Album Review: The Mortal Prophets – Guitarworks II

by the partae

Some records feel like they’re built for rooms; Guitarworks II feels built for ruins. John Beckmann, working under his Mortal Prophets banner, has carved sixteen pieces of music that sound less like compositions and more like transmissions from forgotten places. Named after pre-Columbian sites — Chaco Canyon, Cahokia Mounds, Serpent Mound — these tracks arrive weathered, worn down, half buried, yet glowing with strange life.

Beckmann is a composer and visual artist by background, and that dual sensibility runs through the music. The Mortal Prophets is not about virtuosity or about the “guitar album” in the classic rock sense; it’s about concept, texture, and the way sound can occupy space like light or architecture. Each track feels like an installation piece, a room you step into and inhabit for a few minutes before moving to the next.

The guitar is the only real instrument here, but it never behaves conventionally. Beckmann routes it through vintage amps and analog effects, embracing hiss, drift, and imperfection. The result is a sonic palette that constantly shifts shape: bells in “Chaco Canyon,” a chiming folk motif stretched and warped in “Cahokia Mounds,” underground rumble in “Bighorn Medicine Wheel,” and throat-song drones in “Wupatki.” “Hopewell Culture” threads bright guitar lines into an interlocking lattice that recalls the looping experiments of Fripp and Eno — but with a rougher, hand-played edge that resists digital neatness.

The record’s sequencing is deliberate. Luminous pieces like “Mesa Verde,” with its Byrds-like shimmer and faint organ chords, give way to darker passages — the cavernous growl of “Chimney Rock,” the de-tuned unease of “Hovenweep.” Just as the listener acclimates to the meditative drift, Beckmann snaps the spell: “Angel Mounds” closes the album with a sudden bluesy eruption, slide guitars colliding with Beefheart-like abrasiveness, even horns pushing through the haze. It’s not just unexpected; it reframes the entire journey, reminding us that ritual can be joyous, chaotic, and earthy as well as spiritual.

What elevates Guitarworks II beyond mere “ambient guitar” is its refusal to settle into wallpaper. Plenty of albums in this space drift politely in the background, but Beckmann doesn’t allow that luxury. His pieces feel deliberate, ceremonial. Each is a small act of conjuring, a ritual that pulls history, myth, and memory into the present. The imperfections — the hiss of the amp, the occasional digital pop, the unsteady layering — don’t detract but rather enhance the effect, like cracks in an ancient artifact that make it feel real.

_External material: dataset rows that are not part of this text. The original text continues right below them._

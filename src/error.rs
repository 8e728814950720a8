//! CLI Error Types

use derive_more::{Display, Error};
use std::path::PathBuf;

pub type Error = exn::Exn<ErrorKind>;
pub type Result<T> = std::result::Result<T, Error>;

#[derive(Debug, Display, Error)]
pub enum ErrorKind {
    /// Settings or the folder registry could not be loaded.
    #[display("could not load configuration")]
    Config,
    /// A backend could not be constructed from the settings.
    #[display("could not set up the {_0} backend")]
    Backend(#[error(not(source))] &'static str),
    /// A sync run aborted before finishing.
    #[display("{_0} aborted")]
    Aborted(#[error(not(source))] &'static str),
    #[display("could not read event from {}", _0.display())]
    EventFile(#[error(not(source))] PathBuf),
    /// The run finished but some files failed.
    #[display("{_0} file(s) failed")]
    FilesFailed(#[error(not(source))] usize),
    /// The registry failed validation.
    #[display("{_0} registry problem(s) found")]
    RegistryInvalid(#[error(not(source))] usize),
    /// A registry maintenance command failed.
    #[display("could not update the folder registry")]
    Registry,
    /// A local file operation of a registry maintenance command failed.
    #[display("local file operation failed on {_0}")]
    Local(#[error(not(source))] String),
}
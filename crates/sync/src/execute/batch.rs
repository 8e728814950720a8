use crate::context::RefLocks;
use crate::error::ClassifyExt;
use crate::execute::error::{ErrorKind, Result};
use confsync_vcs::{TreeEntry, VcsBackend};

/// Many file changes published as a single commit.
///
/// The commit is built on the branch head read at [`commit`](Self::commit)
/// time and published with a non-forced ref update. If anything fails,
/// including the branch moving underneath us, nothing in the batch is visible
/// on the branch.
#[derive(Debug, Clone)]
pub struct BatchCommit {
    branch: String,
    message: String,
    entries: Vec<TreeEntry>,
}

impl BatchCommit {
    pub fn new(branch: impl Into<String>, message: impl Into<String>) -> Self {
        Self {
            branch: branch.into(),
            message: message.into(),
            entries: Vec::new(),
        }
    }

    pub fn branch(&self) -> &str {
        &self.branch
    }

    pub fn push(&mut self, entry: TreeEntry) {
        self.entries.push(entry);
    }

    pub fn len(&self) -> usize {
        self.entries.len()
    }

    pub fn is_empty(&self) -> bool {
        self.entries.is_empty()
    }

    /// Publish the batch, returning the new commit SHA (`None` when empty).
    ///
    /// The branch lock is held from reading the head until the ref update.
    pub async fn commit(&self, vcs: &dyn VcsBackend, locks: &RefLocks) -> Result<Option<String>> {
        if self.entries.is_empty() {
            return Ok(None);
        }
        let _guard = locks.lock(&self.branch).await;
        let raise = |failure| ErrorKind::Batch {
            branch: self.branch.clone(),
            failure,
        };
        let head = vcs.get_ref(&self.branch).await.or_classify(raise)?;
        let base_tree = vcs.commit_tree(&head).await.or_classify(raise)?;
        let tree = vcs.create_tree(&base_tree, &self.entries).await.or_classify(raise)?;
        let commit = vcs.create_commit(&self.message, &tree, &[head]).await.or_classify(raise)?;
        vcs.update_ref(&self.branch, &commit).await.or_classify(raise)?;
        tracing::info!(branch = %self.branch, %commit, files = self.entries.len(), "Published batch commit");
        Ok(Some(commit))
    }
}
//! Read-only storage backend.
//!
//! Wraps another backend and prevents write operations from executing, while
//! still reporting success. This is how dry runs are implemented: every
//! decision is made against real state, and nothing is changed.

use async_trait::async_trait;
use std::path::Path;

use crate::models::{Metadata, Object};
use crate::{BackendHandle, StorageBackend, backend::FileInfoStream, error::Result, models::FileInfo};

/// Read-only storage backend.
///
/// Wraps another backend and silently drops all write operations, logging an
/// [`info event`](tracing::Event).
#[derive(Clone)]
pub struct ReadOnlyBackend {
    inner: BackendHandle,
}
impl ReadOnlyBackend {
    pub fn new(inner: BackendHandle) -> Self {
        Self { inner }
    }
}

#[async_trait]
impl StorageBackend for ReadOnlyBackend {
    fn name(&self) -> &str {
        self.inner.name()
    }

    fn list_stream<'a>(&'a self, prefix: Option<&'a Path>) -> FileInfoStream<'a> {
        self.inner.list_stream(prefix)
    }

    async fn exists(&self, path: &Path) -> Result<bool> {
        self.inner.exists(path).await
    }

    async fn get(&self, path: &Path) -> Result<Object> {
        self.inner.get(path).await
    }

    async fn read(&self, path: &Path) -> Result<Vec<u8>> {
        self.inner.read(path).await
    }

    async fn write(&self, path: &Path, data: &[u8], metadata: &Metadata) -> Result<()> {
        tracing::info!(
            backend = self.inner.name(),
            path = %path.display(),
            bytes = data.len(),
            tags = metadata.len(),
            "Skipping write during dry run"
        );
        Ok(())
    }

    async fn delete(&self, path: &Path) -> Result<()> {
        tracing::info!(backend = self.inner.name(), path = %path.display(), "Skipping delete during dry run");
        Ok(())
    }

    async fn rename(&self, from: &Path, to: &Path) -> Result<()> {
        tracing::info!(
            backend = self.inner.name(),
            from = %from.display(),
            to = %to.display(),
            "Skipping rename during dry run"
        );
        Ok(())
    }

    async fn stat(&self, path: &Path) -> Result<FileInfo> {
        self.inner.stat(path).await
    }

    async fn create_dir(&self, path: &Path) -> Result<()> {
        tracing::info!(backend = self.inner.name(), path = %path.display(), "Skipping directory creation during dry run");
        Ok(())
    }
}

#[cfg(test)]
mod tests {
    use super::*;
    use crate::backend::LocalBackend;
    use std::sync::Arc;

    #[tokio::test]
    async fn test_writes_are_dropped_reads_pass_through() {
        let dir = tempfile::tempdir().unwrap();
        std::fs::write(dir.path().join("existing.json"), b"{}").unwrap();
        let inner: BackendHandle = Arc::new(LocalBackend::new("local", dir.path()).unwrap());
        let backend = ReadOnlyBackend::new(inner);

        backend.write(Path::new("new.json"), b"[]", &Metadata::new()).await.unwrap();
        backend.delete(Path::new("existing.json")).await.unwrap();
        backend.create_dir(Path::new("some/dir")).await.unwrap();

        assert!(!dir.path().join("new.json").exists());
        assert!(!dir.path().join("some").exists());
        assert_eq!(backend.read(Path::new("existing.json")).await.unwrap(), b"{}");
    }
}
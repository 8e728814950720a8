//! S3-compatible storage backend.
//!
//! This module provides a storage backend implementation for AWS S3 and
//! S3-compatible services. Object metadata is persisted as `x-amz-meta-*`
//! user metadata, which is where provenance tags live.
//!
//! # Credentials
//!
//! Credentials are provided explicitly via [`S3Credentials`] (normally taken
//! from the runtime settings, which read the standard `AWS_*` variables).
//!
//! # Errors
//!
//! SDK errors are classified once, here, by HTTP status: 404 is
//! [`NotFound`](ErrorKind::NotFound), 409/412 is
//! [`Conflict`](ErrorKind::Conflict), 429 and 5xx (and connection failures)
//! are [`Network`](ErrorKind::Network), everything else is fatal.

use crate::models::{Metadata, Object};
use crate::{
    FileInfo, StorageBackend,
    backend::FileInfoStream,
    error::{ErrorKind, Result},
    path_to_key, validate_path,
};
use async_stream::stream;
use async_trait::async_trait;
use aws_sdk_s3::{
    Client,
    config::{BehaviorVersion, Credentials, Region, http::HttpResponse, retry::RetryConfig},
    error::{DisplayErrorContext, SdkError},
    primitives::{ByteStream, DateTime},
};
use exn::ResultExt;
use std::collections::HashMap;
use std::path::{Path, PathBuf};
use std::sync::Arc;
use time::OffsetDateTime;
use tokio::sync::{OwnedSemaphorePermit, Semaphore};

/// Generous default for concurrent S3 requests.
const DEFAULT_CONCURRENT_REQUESTS: usize = 100;

/// Static credentials for an S3 backend.
#[derive(Debug, Clone)]
pub struct S3Credentials {
    pub key_id: String,
    pub key_secret: String,
    /// Present for temporary (STS / Lambda role) credentials.
    pub session_token: Option<String>,
}

/// S3-compatible storage backend.
///
/// Stores files in an S3 bucket, optionally under a key prefix. All paths are
/// relative to the configured prefix (if any).
///
/// # Examples
///
/// ```no_run
/// use confsync_storage::backend::{S3Backend, S3Credentials};
///
/// # async fn example() -> Result<(), Box<dyn std::error::Error>> {
/// let backend = S3Backend::new(
///     "s3",
///     "config-bucket",
///     None,
///     "ap-southeast-2",
///     None::<String>,
///     S3Credentials {
///         key_id: "access_key_id".to_string(),
///         key_secret: "secret_access_key".to_string(),
///         session_token: None,
///     },
/// ).await?;
/// # Ok(())
/// # }
/// ```
#[derive(Debug, Clone)]
pub struct S3Backend {
    name: String,
    client: Client,
    bucket: String,
    prefix: Option<String>,
    /// Rate limiter for concurrent S3 requests.
    rate_limiter: Arc<Semaphore>,
}

impl S3Backend {
    /// Create a new S3 storage backend.
    ///
    /// # Arguments
    /// * `name` - A name for this backend (used in display/logging)
    /// * `bucket` - S3 bucket name
    /// * `prefix` - Optional key prefix (acts as virtual directory)
    /// * `region` - AWS region or provider-specific region
    /// * `endpoint` - Custom endpoint URL for S3-compatible services
    /// * `credentials` - Access key, secret and optional session token
    pub async fn new(
        name: impl Into<String>,
        bucket: impl Into<String>,
        prefix: Option<String>,
        region: impl Into<String>,
        endpoint: Option<impl Into<String>>,
        credentials: S3Credentials,
    ) -> Result<Self> {
        let prefix = prefix.map(path_to_key).transpose()?;
        let name = name.into();
        let bucket = bucket.into();
        let region = Region::new(region.into());
        let credentials = Credentials::new(
            credentials.key_id,
            credentials.key_secret,
            credentials.session_token,
            None,
            "confsync-config",
        );
        let mut config_builder = aws_sdk_s3::Config::builder()
            .behavior_version(BehaviorVersion::latest())
            .credentials_provider(credentials)
            .region(region)
            // Configure retry policy with exponential backoff (1 initial + 3 retries)
            .retry_config(RetryConfig::standard().with_max_attempts(4));
        // Path-style addressing for S3-compatible services (MinIO, LocalStack)
        if let Some(endpoint_url) = endpoint {
            config_builder = config_builder.endpoint_url(endpoint_url).force_path_style(true);
        }
        let client = Client::from_conf(config_builder.build());
        let rate_limiter = Arc::new(Semaphore::new(DEFAULT_CONCURRENT_REQUESTS));
        Ok(Self {
            name,
            client,
            bucket,
            prefix,
            rate_limiter,
        })
    }

    /// Construct the full S3 key from a relative path.
    fn full_key(&self, path: &Path) -> Result<String> {
        join_key(self.prefix.as_deref(), path)
    }

    /// Acquire a rate limiter permit before making an S3 API call.
    async fn acquire_permit(&self) -> Result<OwnedSemaphorePermit> {
        self.rate_limiter
            .clone()
            .acquire_owned()
            .await
            .or_raise(|| ErrorKind::BackendError("S3 rate limiter closed".to_string()))
    }

    /// Convert AWS DateTime to OffsetDateTime.
    fn parse_datetime(dt: Option<&DateTime>) -> Result<OffsetDateTime> {
        match dt {
            Some(dt) => OffsetDateTime::from_unix_timestamp_nanos(dt.as_nanos())
                .or_raise(|| ErrorKind::BackendError("S3 datetime out of range".to_string())),
            None => Ok(OffsetDateTime::now_utc()),
        }
    }

    fn metadata(raw: Option<&HashMap<String, String>>) -> Metadata {
        raw.map(|m| m.iter().map(|(k, v)| (k.to_ascii_lowercase(), v.clone())).collect()).unwrap_or_default()
    }

    /// Translate an SDK error into the storage taxonomy, keeping the SDK
    /// error as the source frame.
    fn raise<T, E>(result: std::result::Result<T, SdkError<E, HttpResponse>>, path: &Path) -> Result<T>
    where
        E: std::error::Error + Send + Sync + 'static,
    {
        result.or_else(|err| {
            let kind = match &err {
                SdkError::ServiceError(service) => classify_status(service.raw().status().as_u16(), path, &err),
                SdkError::TimeoutError(_) | SdkError::DispatchFailure(_) | SdkError::ResponseError(_) => {
                    ErrorKind::Network(DisplayErrorContext(&err).to_string())
                },
                _ => ErrorKind::BackendError(DisplayErrorContext(&err).to_string()),
            };
            Err(err).or_raise(|| kind)
        })
    }

    async fn head(&self, path: &Path) -> Result<FileInfo> {
        let key = self.full_key(path)?;
        let _permit = self.acquire_permit().await?;
        let output =
            Self::raise(self.client.head_object().bucket(&self.bucket).key(&key).send().await, path)?;
        let size = output.content_length().unwrap_or_default().max(0) as u64;
        let modified = Self::parse_datetime(output.last_modified())?;
        Ok(FileInfo::new(validate_path(path)?, size, modified).with_metadata(Self::metadata(output.metadata())))
    }
}

/// Join an optional key prefix and a relative path into an object key.
fn join_key(prefix: Option<&str>, path: &Path) -> Result<String> {
    let key = path_to_key(path)?;
    Ok(match prefix {
        Some(prefix) => format!("{}/{key}", prefix.trim_end_matches('/')),
        None => key,
    })
}

/// Strip an optional key prefix from an object key to get the relative path.
fn strip_key(prefix: Option<&str>, key: &str) -> Result<PathBuf> {
    let relative = match prefix {
        Some(prefix) => {
            let prefix_normalized = prefix.trim_end_matches('/');
            key.strip_prefix(prefix_normalized).and_then(|s| s.strip_prefix('/')).unwrap_or(key)
        },
        None => key,
    };
    validate_path(relative)
}

fn classify_status(status: u16, path: &Path, err: &dyn std::error::Error) -> ErrorKind {
    match status {
        404 => ErrorKind::NotFound(path.to_path_buf()),
        401 | 403 => ErrorKind::PermissionDenied(path.to_path_buf()),
        409 | 412 => ErrorKind::Conflict(path.to_path_buf()),
        429 | 500..=599 => ErrorKind::Network(format!("HTTP {status}: {}", DisplayErrorContext(err))),
        _ => ErrorKind::BackendError(format!("HTTP {status}: {}", DisplayErrorContext(err))),
    }
}

#[async_trait]
impl StorageBackend for S3Backend {
    fn name(&self) -> &str {
        &self.name
    }

    fn list_stream<'a>(&'a self, prefix: Option<&'a Path>) -> FileInfoStream<'a> {
        let (validated_prefix, key_prefix) = match prefix {
            Some(p) => match (validate_path(p), self.full_key(p)) {
                (Ok(validated), Ok(key)) => (Some(validated), Some(key)),
                (Err(e), _) | (_, Err(e)) => return Box::pin(futures::stream::once(async { Err(e) })),
            },
            None => (None, self.prefix.clone()),
        };

        Box::pin(stream! {
            let mut continuation: Option<String> = None;
            loop {
                let page = {
                    let _permit = match self.acquire_permit().await {
                        Ok(permit) => permit,
                        Err(e) => { yield Err(e); return; },
                    };
                    let request = self
                        .client
                        .list_objects_v2()
                        .bucket(&self.bucket)
                        .set_prefix(key_prefix.clone())
                        .set_continuation_token(continuation.take());
                    Self::raise(request.send().await, Path::new(key_prefix.as_deref().unwrap_or("/")))
                };
                let page = match page {
                    Ok(page) => page,
                    Err(e) => { yield Err(e); return; },
                };

                for object in page.contents() {
                    let Some(key) = object.key() else { continue };
                    let relative = match strip_key(self.prefix.as_deref(), key) {
                        Ok(relative) => relative,
                        Err(e) => { yield Err(e); continue; },
                    };
                    if let Some(pfx) = &validated_prefix
                        && !relative.starts_with(pfx)
                    {
                        continue;
                    }
                    let size = object.size().unwrap_or_default().max(0) as u64;
                    match Self::parse_datetime(object.last_modified()) {
                        Ok(modified) => yield Ok(FileInfo::new(relative, size, modified)),
                        Err(e) => yield Err(e),
                    }
                }

                match (page.is_truncated(), page.next_continuation_token()) {
                    (Some(true), Some(token)) => continuation = Some(token.to_string()),
                    _ => break,
                }
            }
        })
    }

    async fn exists(&self, path: &Path) -> Result<bool> {
        match self.head(path).await {
            Ok(_) => Ok(true),
            Err(e) if e.is_not_found() => Ok(false),
            Err(e) => Err(e),
        }
    }

    async fn get(&self, path: &Path) -> Result<Object> {
        let key = self.full_key(path)?;
        let _permit = self.acquire_permit().await?;
        let output = Self::raise(self.client.get_object().bucket(&self.bucket).key(&key).send().await, path)?;
        let modified = Self::parse_datetime(output.last_modified())?;
        let metadata = Self::metadata(output.metadata());
        let data = output
            .body
            .collect()
            .await
            .or_raise(|| ErrorKind::Network(format!("reading body of {key}")))?
            .into_bytes()
            .to_vec();
        let info = FileInfo::new(validate_path(path)?, data.len() as u64, modified).with_metadata(metadata);
        Ok(Object { info, data })
    }

    async fn write(&self, path: &Path, data: &[u8], metadata: &Metadata) -> Result<()> {
        let key = self.full_key(path)?;
        let content_type = match key.to_ascii_lowercase().ends_with(".json") {
            true => "application/json",
            false => "application/octet-stream",
        };
        let _permit = self.acquire_permit().await?;
        let request = self
            .client
            .put_object()
            .bucket(&self.bucket)
            .key(&key)
            .content_type(content_type)
            .set_metadata(Some(metadata.iter().map(|(k, v)| (k.clone(), v.clone())).collect()))
            .body(ByteStream::from(data.to_vec()));
        Self::raise(request.send().await, path)?;
        tracing::debug!(bucket = %self.bucket, key = %key, bytes = data.len(), "Put object");
        Ok(())
    }

    async fn delete(&self, path: &Path) -> Result<()> {
        // S3 deletes succeed for missing keys; keep the trait's NotFound contract.
        self.head(path).await?;
        let key = self.full_key(path)?;
        let _permit = self.acquire_permit().await?;
        Self::raise(self.client.delete_object().bucket(&self.bucket).key(&key).send().await, path)?;
        tracing::debug!(bucket = %self.bucket, key = %key, "Deleted object");
        Ok(())
    }

    async fn rename(&self, from: &Path, to: &Path) -> Result<()> {
        let object = self.get(from).await?;
        self.write(to, &object.data, &object.info.metadata).await?;
        if let Err(e) = self.delete(from).await {
            tracing::warn!(from = %from.display(), to = %to.display(), error = ?e, "Copied object but could not remove the original");
        }
        Ok(())
    }

    async fn stat(&self, path: &Path) -> Result<FileInfo> {
        self.head(path).await
    }
}
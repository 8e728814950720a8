mod event;
mod folders;
mod monitor;
mod sync;

use crate::backends;
use crate::cli::{Cli, Command};
use crate::error::{ErrorKind, Result};
use confsync_config::{Registry, SyncConfig};
use confsync_sync::Context;
use exn::ResultExt;

pub async fn run(cli: Cli) -> Result<()> {
    let config = SyncConfig::load(cli.config.as_deref()).or_raise(|| ErrorKind::Config)?;
    let registry = Registry::load(&config.registry).or_raise(|| ErrorKind::Config)?;
    match cli.command {
        Command::Push(args) => sync::push(&context(config, registry, cli.dry_run).await?, &args).await,
        Command::Pull(args) => sync::pull(&context(config, registry, cli.dry_run).await?, &args).await,
        Command::Mirror(args) => sync::mirror(&context(config, registry, cli.dry_run).await?, &args).await,
        Command::Monitor { env } => {
            monitor::run(&context(config, registry, cli.dry_run).await?, &env.environments()).await
        },
        Command::HandleEvent { target, file } => {
            event::run(&context(config, registry, cli.dry_run).await?, target.into(), &file).await
        },
        Command::Folders { command } => folders::run(&config, registry, command, cli.dry_run).await,
    }
}

async fn context(config: SyncConfig, registry: Registry, dry_run: bool) -> Result<Context> {
    if dry_run {
        tracing::info!("Dry run: nothing will be written");
    }
    let local = backends::local(&config, dry_run)?;
    let store = backends::object_store(&config, dry_run).await?;
    let vcs = backends::vcs(&config, dry_run)?;
    Context::new(config, registry, local, store, vcs).or_raise(|| ErrorKind::Config)
}
//! Inventory command handlers.
//!
//! Every change is followed by a fresh listing; nothing is patched locally.

use std::fs;
use std::path::Path;

use anyhow::{Context, Result};
use sweets_core::{SweetDraft, View};
use sweets_types::{SearchFilter, SweetId};

use crate::app::App;
use crate::render;

pub async fn list(app: &mut App) -> Result<()> {
    app.navigate(View::Inventory).await
}

pub async fn search(app: &mut App, filter: &SearchFilter) -> Result<()> {
    let result = app.sweets().search(filter).await;
    let sweets = app.settle(result)?;

    if sweets.is_empty() {
        println!("No sweets match the search.");
    } else {
        println!("{}", render::inventory(&sweets));
    }
    Ok(())
}

pub async fn show(app: &mut App, id: SweetId) -> Result<()> {
    let result = app.sweets().get(id).await;
    let sweet = app.settle(result)?;

    println!("{}", render::detail(&sweet));
    Ok(())
}

pub async fn create(app: &mut App, draft: &SweetDraft) -> Result<()> {
    let result = app.sweets().create(draft).await;
    let sweet = app.settle(result)?;

    println!("✓ Created {} (#{})", sweet.name, sweet.id);
    app.navigate(View::Inventory).await
}

pub async fn update(app: &mut App, id: SweetId, draft: &SweetDraft) -> Result<()> {
    let result = app.sweets().update(id, draft).await;
    let sweet = app.settle(result)?;

    println!("✓ Updated {} (#{})", sweet.name, sweet.id);
    app.navigate(View::Inventory).await
}

pub async fn delete(app: &mut App, id: SweetId) -> Result<()> {
    let result = app.sweets().delete(id).await;
    app.settle(result)?;

    println!("✓ Deleted sweet #{id}");
    app.navigate(View::Inventory).await
}

pub async fn export(app: &mut App, output: Option<&Path>) -> Result<()> {
    let result = app.sweets().export_report().await;
    let csv = app.settle(result)?;

    match output {
        Some(path) => {
            fs::write(path, &csv)
                .with_context(|| format!("Failed to write report to {}", path.display()))?;
            println!("✓ Saved report to {}", path.display());
        }
        None => print!("{csv}"),
    }
    Ok(())
}
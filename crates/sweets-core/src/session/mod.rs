//! Session state machine.
//!
//! A session is either anonymous or holds exactly one credential. The
//! [`SessionManager`] owns it; the credential store only mirrors it so it
//! survives restarts. Every way a session ends goes through the same path.

pub mod store;

use std::fmt;
use std::sync::{PoisonError, RwLock, RwLockReadGuard, RwLockWriteGuard};

use reqwest::Method;
use secrecy::{ExposeSecret, SecretString};
use serde::Deserialize;
use serde_json::json;
use tracing::{debug, info, warn};

pub use self::store::{
    CredentialStore, FileCredentialStore, MemoryCredentialStore, mask_credential,
};
use crate::api::{ApiClient, Json, NoContent};
use crate::classify::{Action, CallOutcome, ClassifiedError, classify};

/// Opaque bearer credential. Never printed in full.
#[derive(Clone)]
pub struct Credential(SecretString);

impl Credential {
    pub fn new(value: impl Into<String>) -> Self {
        Self(SecretString::from(value.into()))
    }

    pub fn expose(&self) -> &str {
        self.0.expose_secret()
    }

    pub(crate) fn secret(&self) -> &SecretString {
        &self.0
    }

    /// Returns a masked form safe for display and logs.
    pub fn masked(&self) -> String {
        mask_credential(self.expose())
    }
}

impl fmt::Debug for Credential {
    fn fmt(&self, f: &mut fmt::Formatter<'_>) -> fmt::Result {
        write!(f, "Credential({})", self.masked())
    }
}

/// Snapshot of the session state.
#[derive(Debug, Clone)]
pub enum Session {
    Anonymous,
    Authenticated(Credential),
}

impl Session {
    pub fn is_authenticated(&self) -> bool {
        matches!(self, Session::Authenticated(_))
    }
}

/// View the presentation layer should show after a session transition.
#[derive(Debug, Clone, Copy, PartialEq, Eq)]
pub enum View {
    Login,
    Inventory,
}

/// Sign-up details.
pub struct NewAccount {
    pub username: String,
    pub email: String,
    pub password: SecretString,
    pub password_confirmation: SecretString,
}

/// Credential plus the session epoch it was read in.
#[derive(Debug, Clone)]
pub(crate) struct Ticket {
    pub credential: Credential,
    pub epoch: u64,
}

#[derive(Debug, Deserialize)]
struct LoginResponse {
    access: String,
}

#[derive(Debug, Default)]
struct State {
    credential: Option<Credential>,
    /// Bumped on every login and logout.
    epoch: u64,
}

/// Owns the session credential and its transitions.
pub struct SessionManager {
    api: ApiClient,
    store: Box<dyn CredentialStore>,
    state: RwLock<State>,
}

impl SessionManager {
    /// Creates a manager whose initial state comes from the store: a stored
    /// credential means authenticated, none means anonymous.
    ///
    /// An unreadable store is logged and treated as empty.
    pub fn restore(api: ApiClient, store: Box<dyn CredentialStore>) -> Self {
        let credential = match store.load() {
            Ok(stored) => stored.map(Credential::new),
            Err(e) => {
                warn!("Ignoring unreadable credential store: {e:#}");
                None
            }
        };
        if let Some(credential) = &credential {
            debug!(token = %credential.masked(), "Restored session");
        }

        Self {
            api,
            store,
            state: RwLock::new(State {
                credential,
                epoch: 0,
            }),
        }
    }

    pub fn api(&self) -> &ApiClient {
        &self.api
    }

    pub fn session(&self) -> Session {
        match &self.read().credential {
            Some(credential) => Session::Authenticated(credential.clone()),
            None => Session::Anonymous,
        }
    }

    pub fn is_authenticated(&self) -> bool {
        self.read().credential.is_some()
    }

    /// Returns the active credential. Always `None` once `logout` returned.
    pub fn current_credential(&self) -> Option<Credential> {
        self.read().credential.clone()
    }

    pub(crate) fn ticket(&self) -> Option<Ticket> {
        let state = self.read();
        state.credential.as_ref().map(|credential| Ticket {
            credential: credential.clone(),
            epoch: state.epoch,
        })
    }

    /// Authenticates and, on success, persists the credential and switches
    /// to the inventory view.
    ///
    /// On failure nothing changes: neither the session nor the store. A
    /// reply that arrives after a `logout` issued while it was in flight is
    /// discarded and the result is `View::Login`.
    ///
    /// # Errors
    /// Returns the classified failure of the login call, or `Unexpected` if
    /// the credential could not be persisted.
    pub async fn login(
        &self,
        username: &str,
        password: &SecretString,
    ) -> Result<View, ClassifiedError> {
        debug!(username, "Logging in");
        let epoch = self.read().epoch;
        let request = self.api.request(Method::POST, "auth/login/", None).json(&json!({
            "username": username,
            "password": password.expose_secret(),
        }));

        let response = match self.api.send::<Json<LoginResponse>>(request).await {
            CallOutcome::Success(Json(response)) => response,
            CallOutcome::Failure(failure) => {
                let err = classify(Action::Login, &failure);
                warn!(username, kind = %err.kind, %failure, "Login failed");
                return Err(err);
            }
        };

        if response.access.is_empty() {
            warn!(username, "Login response carried an empty credential");
            return Err(ClassifiedError::unexpected());
        }

        let credential = Credential::new(response.access);
        let mut state = self.write();
        if state.epoch != epoch {
            debug!(epoch, current = state.epoch, "Discarding login superseded by logout");
            return Ok(View::Login);
        }
        if let Err(e) = self.store.save(credential.expose()) {
            warn!("Failed to persist credential: {e:#}");
            return Err(ClassifiedError::unexpected());
        }

        state.credential = Some(credential);
        state.epoch += 1;
        info!(username, "Logged in");

        Ok(View::Inventory)
    }

    /// Creates an account. Never changes the session; success sends the
    /// user to the login view.
    ///
    /// # Errors
    /// Returns the classified failure of the register call.
    pub async fn register(&self, account: &NewAccount) -> Result<View, ClassifiedError> {
        debug!(username = %account.username, "Registering account");
        let request = self
            .api
            .request(Method::POST, "auth/register/", None)
            .json(&json!({
                "username": account.username,
                "email": account.email,
                "password": account.password.expose_secret(),
                "password2": account.password_confirmation.expose_secret(),
            }));

        match self.api.send::<NoContent>(request).await {
            CallOutcome::Success(NoContent) => {
                info!(username = %account.username, "Registered account");
                Ok(View::Login)
            }
            CallOutcome::Failure(failure) => {
                let err = classify(Action::Register, &failure);
                warn!(username = %account.username, kind = %err.kind, %failure, "Registration failed");
                Err(err)
            }
        }
    }

    /// Ends the session. Idempotent.
    pub fn logout(&self) -> View {
        let mut state = self.write();
        if self.end(&mut state) {
            info!("Logged out");
        }
        View::Login
    }

    /// Forced logout after the server rejected a credential.
    ///
    /// Only ends the session the rejected call was made in; a rejection
    /// arriving after a newer login leaves that login alone. Returns whether
    /// the session was ended.
    pub(crate) fn invalidate(&self, epoch: u64) -> bool {
        let mut state = self.write();
        if state.epoch != epoch {
            debug!(epoch, current = state.epoch, "Ignoring stale rejection");
            return false;
        }
        if self.end(&mut state) {
            info!("Session rejected by server; logged out");
        }
        true
    }

    fn end(&self, state: &mut State) -> bool {
        if let Err(e) = self.store.clear() {
            warn!("Failed to clear credential store: {e:#}");
        }
        state.epoch += 1;
        state.credential.take().is_some()
    }

    fn read(&self) -> RwLockReadGuard<'_, State> {
        self.state.read().unwrap_or_else(PoisonError::into_inner)
    }

    fn write(&self) -> RwLockWriteGuard<'_, State> {
        self.state.write().unwrap_or_else(PoisonError::into_inner)
    }
}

There’s also a conceptual weight at play. By naming each track after archaeological sites, Beckmann forces us to listen not just to sound, but to history. These are places that carry stories of lost civilizations, vanished cultures, and sacred geometry. The music doesn’t attempt to reconstruct them, but to evoke their aura — the silence that hangs in the air, the sense of time stretching backward and forward at once. Listening becomes an act of travel, not just through sound but through the echoes of human memory.

That duality — the past bleeding into the future — is the thread running through Guitarworks II. At moments it feels like an artifact unearthed from centuries ago; at others, it could be a broadcast from some future civilization remembering us. It is, in the truest sense, timeless.

Beckmann could easily have taken the safer path: refine a single texture, repeat it across albums, become another ambient specialist with a signature sound. Instead, he treats the guitar as an open-ended tool for exploration, reinventing what it can be from track to track. Guitarworks II is the sound of that curiosity, that restless imagination.

It’s not always easy listening, nor should it be. The record demands solitude, twilight, and good headphones. It’s music to inhabit, not consume; music that lingers like a half-remembered dream. And like the ruins that inspired it, it leaves you wondering who walked here before, and who might return again.

Guitarworks II isn’t just another ambient release. It’s a meditation on time itself, and Beckmann proves himself an artist willing to ask questions most musicians never even think to raise.